Computers are expensive, take providers away from the patient, magnify mistakes, and don't reduce costs. Computers don't take care of patients, systems crash, data decays and is not securely private. Computer problems that cause errors have not yet been solved.
Comparative effectiveness panels and guidelines writers will save money and improve care.
The guideline and practice control projects will provide a way to ration or deny unapproved care for economic or medical reasons, but evidence does not show better care. The Leap Frog project in one thousand hospitals was reported as a disappointment by Leslie Kernisan in JAMA.
Lack of insurance is a killer.
The president and others wave the bloody shirt of a 2009 study claiming that a lack of health insurance causes 45,000 deaths in America per year. John Goodman and William Tate both exposed the study as irresponsible and flawed propaganda by Woolhandler and Himmelstein, unreliable and self-declared fanatic advocates of socialized medicine. In contrast, Dr. Steven Asch and Drs. Helen Levy and David Meltzer find no real benefit to health outcomes from health insurance.
New preventive care projects will save money and lives.

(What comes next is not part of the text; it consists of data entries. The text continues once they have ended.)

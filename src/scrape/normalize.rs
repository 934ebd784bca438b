// src/scrape/normalize.rs
//
// Normalizer: one labeled RawTable → validated GdpRecords.

use std::collections::HashSet;

use super::locate::RawTable;
use crate::core::sanitize::{clean_country, parse_number, parse_year};
use crate::error::{GdpError, Result};
use crate::records::{GdpRecord, SourceRecords};
use crate::specs::gdp_page::{is_aggregate_row, is_country_header, is_gdp_header, is_year_header};
use crate::specs::sources::Source;

#[derive(Clone, Copy, Debug, PartialEq, Eq)]
pub struct Columns {
    pub country: usize,
    pub gdp: usize,
    pub year: Option<usize>,
}

/// Header matches take precedence; column order differs between sources.
pub fn identify_columns(table: &RawTable) -> Option<Columns> {
    let width = table.width();

    let country = (0..width)
        .find(|&c| is_country_header(table.header(c)))
        .or_else(|| (0..width).find(|&c| mostly_textual(table, c)))?;

    let year = (0..width).find(|&c| c != country && is_year_header(table.header(c)));

    let gdp = (0..width)
        .find(|&c| c != country && Some(c) != year && is_gdp_header(table.header(c)))
        .or_else(|| (country + 1..width).find(|&c| Some(c) != year && mostly_numeric(table, c)))?;

    Some(Columns { country, gdp, year })
}

fn non_empty(table: &RawTable, col: usize) -> impl Iterator<Item = &str> {
    table.column(col).filter(|s| !s.trim().is_empty())
}

fn mostly_numeric(table: &RawTable, col: usize) -> bool {
    let (mut num, mut all) = (0usize, 0usize);
    for cell in non_empty(table, col) {
        all += 1;
        if parse_number(cell).is_some() { num += 1; }
    }
    all > 0 && num * 2 > all
}

fn mostly_textual(table: &RawTable, col: usize) -> bool {
    let (mut text, mut all) = (0usize, 0usize);
    for cell in non_empty(table, col) {
        all += 1;
        if parse_number(cell).is_none() { text += 1; }
    }
    all > 0 && text * 2 > all
}

/// Clean and validate every row. Bad rows are counted, never fatal; a table
/// with no surviving row is `EmptySource`.
pub fn normalize(source: Source, table: &RawTable) -> Result<SourceRecords> {
    let Some(cols) = identify_columns(table) else {
        logw!("Normalize: {source}: no country/GDP columns in {:?}", table.headers);
        return Err(GdpError::EmptySource(source));
    };
    logd!("Normalize: {source}: columns {:?}", cols);

    let mut seen: HashSet<String> = HashSet::new();
    let mut records = Vec::new();
    let mut dropped = 0usize;

    for row in &table.rows {
        let country = row.get(cols.country).map(|c| clean_country(c)).unwrap_or_default();
        if country.is_empty() || is_aggregate_row(&country) {
            dropped += 1;
            continue;
        }

        let Some(gdp) = row.get(cols.gdp).and_then(|c| parse_number(c)) else {
            dropped += 1;
            continue;
        };

        if !seen.insert(country.clone()) {
            logd!("Normalize: {source}: duplicate row for {country}, keeping the first");
            dropped += 1;
            continue;
        }

        let year = cols.year.and_then(|y| row.get(y)).and_then(|c| parse_year(c));
        records.push(GdpRecord { country, gdp, year, source });
    }

    if records.is_empty() {
        return Err(GdpError::EmptySource(source));
    }

    logd!("Normalize: {source}: {} record(s), {} dropped", records.len(), dropped);
    Ok(SourceRecords { source, records, dropped })
}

Preventive health myths flourish in spite of the evidence. Michael Fumento in National Review and Joshua Cohen in a comprehensive medical journal review report that claims of preventive care benefits are exaggerated and unimpressive in reality, and there are downside risks to screening healthy populations.
The American health care system isn't safe. Government needs to intervene and punish and penalize hospitals, nurses, and physicians.
The only comprehensive American hospital care patient safety studies over four decades show a rate of negligent patient injury less than 0.25%. Denigrating health care providers and hospitals promotes the savior role of nine-to-five government mandarins with clipboards, furrowed brows, and red pencils. Government experts as guarantors of safety and quality may be the biggest myth of all.
We are in the last stretch of the hijacking, intended to create a command-and-control health care reform by a mean rank of self-assured tyrants, monitoring and intruding into every nook and cranny of American life. Health care will open the door to the state dictating living and lifestyles. Those in charge will meddle and mandate to affirm their power, sense of superiority, and good intentions.
Eric Hoffer, longshoreman philosopher, said, "The intellectuals and the young, booted and spurred, feel themselves born to ride us."
Ronald Reagan warned that a federalized medical system would be the key to making America a socialist state. He said, "Freedom is never more than one generation away from extinction."
Soon these remorseless, arrogant, socialist, dome-headed apparatchiks will be tallying and monitoring Americans lives in their journals, recording new orders and mandates, chronicling oppressions and terminations. Harshness will characterize their regime.
Liberty will be a whisper, a faint and fading image.
Twenty-five years ago, Ronald Reagan was president. Are we lost to our home-grown socialist movement?
John Dale Dunn, M.D., J.D. is an emergency physician and policy advisor for the Heartland Institute of Chicago and the American Council on Science and Health of New York City.